Or just simply play Rose and completely destroy their confidence


----------



## shade0180 (Jan 26, 2015)

> It trips me out when the game speed suddenly changes like that. It takes me hours, and sometimes even days to get the timing for moves down, and then all of the sudden everything thing slows down and I start to derp.



.......... I have nothing to say to that....


----------



## Nep Nep (Jan 27, 2015)

Just don't play with them? FFS. 

You might as well get mad at black people for being black. A lot of the factors that determine how laggy one ends up is entirely out of their control.  

Example, what if they live in an area with shit internet but love to game with others? Is it their fault high speed internet isn't provided to their area? 

'Scuse the rant but this just seems kind of douchy. Nobody is making you play with those 300 ping players, find another game.   

I remember playing GunZ back in the day, some people were laggy and difficult to beat due to it, but hey whatever, not entirely their fault. If I don't want to play with them, there's plenty of other players though.  

THAT SAID. 

*A separate lobby that sorts players based on ping isn't a bad idea. I think your attitude is shit though.*


----------



## bbq sauce (Jan 27, 2015)

You can have good internet and still lag if the other person you playing is on the other side of the earth and shit.

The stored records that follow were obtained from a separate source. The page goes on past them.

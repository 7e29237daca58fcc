// handler/freelancer.rs
use std::sync::Arc;

use axum::{extract::Query, response::IntoResponse, routing::get, Extension, Json, Router};
use validator::Validate;

use crate::{
    dtos::{
        offerdtos::{FreelancerOrdersQuery, FreelancerOrdersResponse, OfferResponseDto, PageMeta},
        ApiResponse,
    },
    error::HttpError,
    middleware::JWTAuthMiddeware,
    AppState,
};

pub fn freelancer_handler() -> Router {
    Router::new()
        .route("/orders", get(get_orders))
        .route("/dashboard/stats", get(get_dashboard_stats))
}

pub async fn get_orders(
    Extension(app_state): Extension<Arc<AppState>>,
    Extension(auth): Extension<JWTAuthMiddeware>,
    Query(params): Query<FreelancerOrdersQuery>,
) -> Result<impl IntoResponse, HttpError> {
    params
        .validate()
        .map_err(|e| HttpError::bad_request(e.to_string()))?;

    let page = app_state
        .offer_service
        .freelancer_orders(auth.user_id, params.status(), params.page(), params.limit())
        .await?;

    let meta = PageMeta {
        page: page.page,
        limit: page.limit,
        total_items: page.total_items,
        total_pages: page.total_pages(),
    };

    Ok(Json(FreelancerOrdersResponse {
        status: "success".to_string(),
        data: page.offers.into_iter().map(OfferResponseDto::from).collect(),
        meta,
    }))
}

pub async fn get_dashboard_stats(
    Extension(app_state): Extension<Arc<AppState>>,
    Extension(auth): Extension<JWTAuthMiddeware>,
) -> Result<impl IntoResponse, HttpError> {
    let stats = app_state.offer_service.dashboard_stats(auth.user_id).await?;
    Ok(Json(ApiResponse::success("Dashboard stats retrieved", stats)))
}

I've never played an online game that didn't let me filter opponents by connection so it shouldn't be hard to avoid??

tbh just sounds like he got bopped and he mad so he blaming the lag.


----------



## ~Gesy~ (Jan 27, 2015)

I used to be that guy

But then I got that Fios, baby.


----------



## Edward Nygma (Jan 27, 2015)

Kyokkai said:


> Just don't play with them? FFS.
> 
> You might as well get mad at black people for being black. A lot of the factors that determine how laggy one ends up is entirely out of their control.
> 
> ...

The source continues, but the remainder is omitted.